Esta é a história de um músico que começou pela construção civil. Benfiquista de coração, ele içou – de punho vermelho – a bandeira do Sporting e participou na construção do verde Alvalade XXI… “porque me pagaram”, justifica-se ele. Hoje, reformado, tem um segundo hobby que não o larga: o horto de lavra. Sempre com música no peito, realizou agora em Junho um grande sonho “cantar para o mundo”, através do programa Show da Manhã, da TCV.
Poderia responder pela alcunha de Chico Didi, uma homenagem ao pai, mas prefere que seja chamado de Chico D’Ina, nome artístico para eternizar a mãe, aquela que sempre o quis por perto, talvez mesmo “debaixo das suas saias”, particularmente, nos momentos em que Didi Fernandes se atirava a ele para lhe arrancar o couro, quando em criança pisava a linha vermelha.
Tinha desenvolvido muito afecto por Ina Landim, uma mulher batalhadora, protectora, lá das bandas de Rebelo-Abaixo, localidade encravada na encruzilhada entre os concelhos dos Picos e de Santa Cruz, povoada por gente fustigada pela pobreza 24 horas por dia. E por isso mesmo Chico D’Ina jurou romper com esse ciclo, dando uma vida mais digna à mãe. Mas sendo certo que não seria possível cumprir este desígnio neste cutelo, a solução seria vencer o dilema bem cabo-verdiano: partir, mesmo querendo ficar. Só precisou de 3.000$00, o preço de um bilhete de avião à época, para sobrevoar o mar, fixar residência perto de Lisboa e trabalhar, começando como servente de obra. Estamos, então, em 1973, ano em que Chico D’Ina desafiou corajosamente a sua idade – 16 anos – a tal fronteira entre a adolescência e a fase adulta, o ponto onde o ócio é permitido e o trabalho remunerado condenado.

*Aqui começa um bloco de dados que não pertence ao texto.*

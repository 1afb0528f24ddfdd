// Licensed to the Apache Software Foundation (ASF) under one
// or more contributor license agreements.  See the NOTICE file
// distributed with this work for additional information
// regarding copyright ownership.  The ASF licenses this file
// to you under the Apache License, Version 2.0 (the
// "License"); you may not use this file except in compliance
// with the License.  You may obtain a copy of the License at
//
//   http://www.apache.org/licenses/LICENSE-2.0
//
// Unless required by applicable law or agreed to in writing,
// software distributed under the License is distributed on an
// "AS IS" BASIS, WITHOUT WARRANTIES OR CONDITIONS OF ANY
// KIND, either express or implied.  See the License for the
// specific language governing permissions and limitations
// under the License.
use super::operator::Operator;

/// Builds one runtime operator per driver from plan-time configuration.
pub trait OperatorFactory: Send + Sync {
    fn name(&self) -> &str;

    fn create(&self, dop: i32, driver_id: i32) -> Result<Box<dyn Operator>, String>;

    fn is_sink(&self) -> bool {
        false
    }
}
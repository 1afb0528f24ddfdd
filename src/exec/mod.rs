// Licensed to the Apache Software Foundation (ASF) under one
// or more contributor license agreements.  See the NOTICE file
// distributed with this work for additional information
// regarding copyright ownership.  The ASF licenses this file
// to you under the Apache License, Version 2.0 (the
// "License"); you may not use this file except in compliance
// with the License.  You may obtain a copy of the License at
//
//   http://www.apache.org/licenses/LICENSE-2.0
//
// Unless required by applicable law or agreed to in writing,
// software distributed under the License is distributed on an
// "AS IS" BASIS, WITHOUT WARRANTIES OR CONDITIONS OF ANY
// KIND, either express or implied.  See the License for the
// specific language governing permissions and limitations
// under the License.
//! Execution layer: chunks, expressions, aggregate kernels, hash tables, spill
//! storage and the aggregation sink.

pub mod chunk;
pub mod expr;
pub mod hash_table;
pub mod operators;
pub mod pipeline;
pub mod spill;
// Licensed to the Apache Software Foundation (ASF) under one
// or more contributor license agreements.  See the NOTICE file
// distributed with this work for additional information
// regarding copyright ownership.  The ASF licenses this file
// to you under the Apache License, Version 2.0 (the
// "License"); you may not use this file except in compliance
// with the License.  You may obtain a copy of the License at
//
//   http://www.apache.org/licenses/LICENSE-2.0
//
// Unless required by applicable law or agreed to in writing,
// software distributed under the License is distributed on an
// "AS IS" BASIS, WITHOUT WARRANTIES OR CONDITIONS OF ANY
// KIND, either express or implied.  See the License for the
// specific language governing permissions and limitations
// under the License.
//! Hash table for a single fixed-width group key.
//!
//! Key bits are reinterpreted as an unsigned integer (or `i128`) of the column width.
//! Floating-point keys are canonicalized first, so `-0.0` groups with `0.0` and every
//! NaN groups together. A null key lives in a dedicated slot outside the table.

use arrow::array::{Array, ArrayData, ArrayRef, make_array};
use arrow::buffer::{Buffer, NullBuffer, ScalarBuffer};
use arrow::datatypes::{ArrowNativeType, DataType};
use hashbrown::HashTable;
use hashbrown::hash_table::Entry;

use crate::exec::expr::agg::AggStatePtr;
use crate::exec::hash_table::SerializedGroups;
use crate::exec::hash_table::data_container::AggregateDataContainer;
use crate::exec::hash_table::hash::{
    AGG_HASH_SEED, canonical_f32_bits, canonical_f64_bits, hash_i128_with_seed,
    hash_null_with_seed, hash_u64_with_seed,
};

pub trait FixedKey: ArrowNativeType + Eq + Default + Copy {
    fn hash_with_seed(self, seed: u64) -> u64;

    /// Map float bit patterns to one representative per value class.
    fn canonicalize_float(self) -> Self {
        self
    }
}

impl FixedKey for u8 {
    fn hash_with_seed(self, seed: u64) -> u64 {
        hash_u64_with_seed(seed, self as u64)
    }
}

impl FixedKey for u16 {
    fn hash_with_seed(self, seed: u64) -> u64 {
        hash_u64_with_seed(seed, self as u64)
    }
}

impl FixedKey for u32 {
    fn hash_with_seed(self, seed: u64) -> u64 {
        hash_u64_with_seed(seed, self as u64)
    }

    fn canonicalize_float(self) -> Self {
        canonical_f32_bits(self)
    }
}

impl FixedKey for u64 {
    fn hash_with_seed(self, seed: u64) -> u64 {
        hash_u64_with_seed(seed, self)
    }

    fn canonicalize_float(self) -> Self {
        canonical_f64_bits(self)
    }
}

impl FixedKey for i128 {
    fn hash_with_seed(self, seed: u64) -> u64 {
        hash_i128_with_seed(seed, self)
    }
}

#[derive(Clone, Copy, Debug)]
struct FixedEntry<K> {
    key: K,
    hash: u64,
    place: AggStatePtr,
}

pub struct FixedKeyHashTable<K: FixedKey> {
    data_type: DataType,
    is_float: bool,
    table: HashTable<FixedEntry<K>>,
    container: AggregateDataContainer<K>,
    null_key_data: Option<AggStatePtr>,
}

impl<K: FixedKey> FixedKeyHashTable<K> {
    pub fn new(data_type: DataType) -> Self {
        let is_float = matches!(data_type, DataType::Float32 | DataType::Float64);
        Self {
            data_type,
            is_float,
            table: HashTable::new(),
            container: AggregateDataContainer::new(),
            null_key_data: None,
        }
    }

    /// Distinct groups, counting the null-key slot.
    pub fn size(&self) -> usize {
        self.table.len() + usize::from(self.null_key_data.is_some())
    }

    pub fn has_null_key_data(&self) -> bool {
        self.null_key_data.is_some()
    }

    pub fn bucket_bytes(&self) -> usize {
        // One control byte per bucket on top of the entry.
        self.table.capacity() * (std::mem::size_of::<FixedEntry<K>>() + 1)
    }

    pub fn container_bytes(&self) -> usize {
        self.container.memory_usage()
    }

    fn key_values(&self, keys: &ArrayRef) -> Result<ScalarBuffer<K>, String> {
        let data = keys.to_data();
        let buffer = data
            .buffers()
            .first()
            .ok_or_else(|| format!("group key column {:?} has no value buffer", keys.data_type()))?;
        let needed = (data.offset() + data.len()) * std::mem::size_of::<K>();
        if buffer.len() < needed {
            return Err(format!(
                "group key column buffer too short: have {} bytes, need {}",
                buffer.len(),
                needed
            ));
        }
        Ok(ScalarBuffer::new(buffer.clone(), data.offset(), data.len()))
    }

    /// Find or create the state row of every row's key.
    ///
    /// Rows that resolve are appended to `places` in row order. With `max_groups`
    /// set, rows whose key would create a group past the cap go to `misses` instead.
    pub fn emplace_batch<F>(
        &mut self,
        keys: &ArrayRef,
        max_groups: Option<usize>,
        create: &mut F,
        places: &mut Vec<AggStatePtr>,
        misses: &mut Vec<u32>,
    ) -> Result<(), String>
    where
        F: FnMut() -> Result<AggStatePtr, String>,
    {
        if keys.data_type() != &self.data_type {
            return Err(format!(
                "group key type mismatch: table={:?} input={:?}",
                self.data_type,
                keys.data_type()
            ));
        }
        let values = self.key_values(keys)?;
        let nulls = keys.logical_nulls();
        places.reserve(values.len());

        for (row, raw) in values.iter().copied().enumerate() {
            let at_limit = max_groups.is_some_and(|m| {
                self.table.len() + usize::from(self.null_key_data.is_some()) >= m
            });
            if nulls.as_ref().is_some_and(|n| n.is_null(row)) {
                match self.null_key_data {
                    Some(place) => places.push(place),
                    None if at_limit => misses.push(row as u32),
                    None => {
                        let place = create()?;
                        self.null_key_data = Some(place);
                        places.push(place);
                    }
                }
                continue;
            }

            let key = if self.is_float {
                raw.canonicalize_float()
            } else {
                raw
            };
            let hash = key.hash_with_seed(AGG_HASH_SEED);
            match self.table.entry(hash, |e| e.key == key, |e| e.hash) {
                Entry::Occupied(entry) => places.push(entry.get().place),
                Entry::Vacant(entry) => {
                    if at_limit {
                        misses.push(row as u32);
                        continue;
                    }
                    let place = create()?;
                    entry.insert(FixedEntry { key, hash, place });
                    self.container.push(key, place);
                    places.push(place);
                }
            }
        }
        Ok(())
    }

    /// Rebuild the key column and collect state rows in container order, null key last.
    pub fn serialize_groups(&mut self) -> Result<SerializedGroups, String> {
        let rows = self.size();
        let mut keys = Vec::with_capacity(rows);
        let mut places = Vec::with_capacity(rows);
        let mut hashes = Vec::with_capacity(rows);
        self.container.init_iterator();
        while let Some((key, place)) = self.container.next_entry() {
            keys.push(key);
            places.push(place);
            hashes.push(key.hash_with_seed(AGG_HASH_SEED));
        }
        let has_null_key = if let Some(place) = self.null_key_data {
            keys.push(K::default());
            places.push(place);
            hashes.push(hash_null_with_seed(AGG_HASH_SEED));
            true
        } else {
            false
        };

        let nulls = has_null_key.then(|| {
            let mut valid = vec![true; keys.len()];
            if let Some(last) = valid.last_mut() {
                *last = false;
            }
            NullBuffer::from(valid)
        });
        let len = keys.len();
        let data = ArrayData::builder(self.data_type.clone())
            .len(len)
            .add_buffer(Buffer::from_vec(keys))
            .nulls(nulls)
            .build()
            .map_err(|e| format!("rebuild group key column: {e}"))?;

        Ok(SerializedGroups {
            key_columns: vec![make_array(data)],
            places,
            hashes,
            has_null_key,
        })
    }

    pub fn places(&self) -> Vec<AggStatePtr> {
        let mut out = self.container.places().to_vec();
        out.extend(self.null_key_data);
        out
    }

    pub fn reset(&mut self) {
        self.table = HashTable::new();
        self.container.clear();
        self.null_key_data = None;
    }
}

#[cfg(test)]
mod tests {
    use super::*;
    use arrow::array::{Float64Array, Int32Array};
    use std::sync::Arc;

    fn counter() -> impl FnMut() -> Result<AggStatePtr, String> {
        let mut next = 0usize;
        move || {
            next += 16;
            Ok(next)
        }
    }

    #[test]
    fn equal_keys_share_one_place() {
        let mut table = FixedKeyHashTable::<u32>::new(DataType::Int32);
        let keys: ArrayRef = Arc::new(Int32Array::from(vec![1, 2, 1, 3, 2, 1]));
        let mut create = counter();
        let mut places = Vec::new();
        let mut misses = Vec::new();
        table
            .emplace_batch(&keys, None, &mut create, &mut places, &mut misses)
            .expect("emplace");
        assert!(misses.is_empty());
        assert_eq!(table.size(), 3);
        assert_eq!(places[0], places[2]);
        assert_eq!(places[0], places[5]);
        assert_eq!(places[1], places[4]);
        assert_ne!(places[0], places[1]);

        let mut again = Vec::new();
        table
            .emplace_batch(&keys, None, &mut create, &mut again, &mut misses)
            .expect("emplace again");
        assert_eq!(places, again);
        assert_eq!(table.size(), 3);
    }

    #[test]
    fn null_key_gets_single_slot_and_serializes_last() {
        let mut table = FixedKeyHashTable::<u32>::new(DataType::Int32);
        let keys: ArrayRef = Arc::new(Int32Array::from(vec![None, Some(5), None, Some(6)]));
        let mut create = counter();
        let mut places = Vec::new();
        let mut misses = Vec::new();
        table
            .emplace_batch(&keys, None, &mut create, &mut places, &mut misses)
            .expect("emplace");
        assert_eq!(table.size(), 3);
        assert_eq!(places[0], places[2]);

        let groups = table.serialize_groups().expect("serialize");
        assert!(groups.has_null_key);
        assert_eq!(groups.places.len(), 3);
        assert_eq!(groups.places[2], places[0]);
        let col = groups.key_columns[0]
            .as_any()
            .downcast_ref::<Int32Array>()
            .expect("int32");
        assert_eq!(col.value(0), 5);
        assert_eq!(col.value(1), 6);
        assert!(col.is_null(2));
    }

    #[test]
    fn limit_routes_new_keys_to_misses() {
        let mut table = FixedKeyHashTable::<u32>::new(DataType::Int32);
        let keys: ArrayRef = Arc::new(Int32Array::from(vec![1, 2, 3, 1, 4]));
        let mut create = counter();
        let mut places = Vec::new();
        let mut misses = Vec::new();
        table
            .emplace_batch(&keys, Some(2), &mut create, &mut places, &mut misses)
            .expect("emplace");
        assert_eq!(table.size(), 2);
        assert_eq!(misses, vec![2, 4]);
        assert_eq!(places.len(), 3);
    }

    #[test]
    fn float_zero_signs_group_together() {
        let mut table = FixedKeyHashTable::<u64>::new(DataType::Float64);
        let keys: ArrayRef = Arc::new(Float64Array::from(vec![0.0, -0.0, f64::NAN, 1.5]));
        let mut create = counter();
        let mut places = Vec::new();
        let mut misses = Vec::new();
        table
            .emplace_batch(&keys, None, &mut create, &mut places, &mut misses)
            .expect("emplace");
        assert_eq!(table.size(), 3);
        assert_eq!(places[0], places[1]);
    }

    #[test]
    fn reset_drops_everything() {
        let mut table = FixedKeyHashTable::<u32>::new(DataType::Int32);
        let keys: ArrayRef = Arc::new(Int32Array::from(vec![Some(1), None]));
        let mut create = counter();
        let mut places = Vec::new();
        let mut misses = Vec::new();
        table
            .emplace_batch(&keys, None, &mut create, &mut places, &mut misses)
            .expect("emplace");
        assert_eq!(table.places().len(), 2);
        table.reset();
        assert_eq!(table.size(), 0);
        assert!(!table.has_null_key_data());
        assert_eq!(table.serialize_groups().expect("empty").places.len(), 0);
    }
}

“Meu primeiro salário? Tive que dar luta ao encarregado da obra. Aliás, a primeira coisa que lhe perguntei foi ‘quantos é que me iria pagar’. Lembro-me que ele olhou-me dos pés à cabeça e, avaliando-me por baixo, respondeu sobranceiramente: ‘50$00’. ‘Mas isso nunca! com este dinheiro eu não poderei ajudar a minha pobre mãe!’, respondi em prantos, chorando muito. Sensibilizado, ele também se emocionou, dobrado pelos objectivos que me moviam. E lá atirou com outros 25$00, agora num total de 75$00 por dia”, recorda hoje Arnaldo Barros Gomes-Chico-D’Ina, ao fazer uma retrospectiva relativa ao dia em que assinou o seu primeiro contrato de trabalho.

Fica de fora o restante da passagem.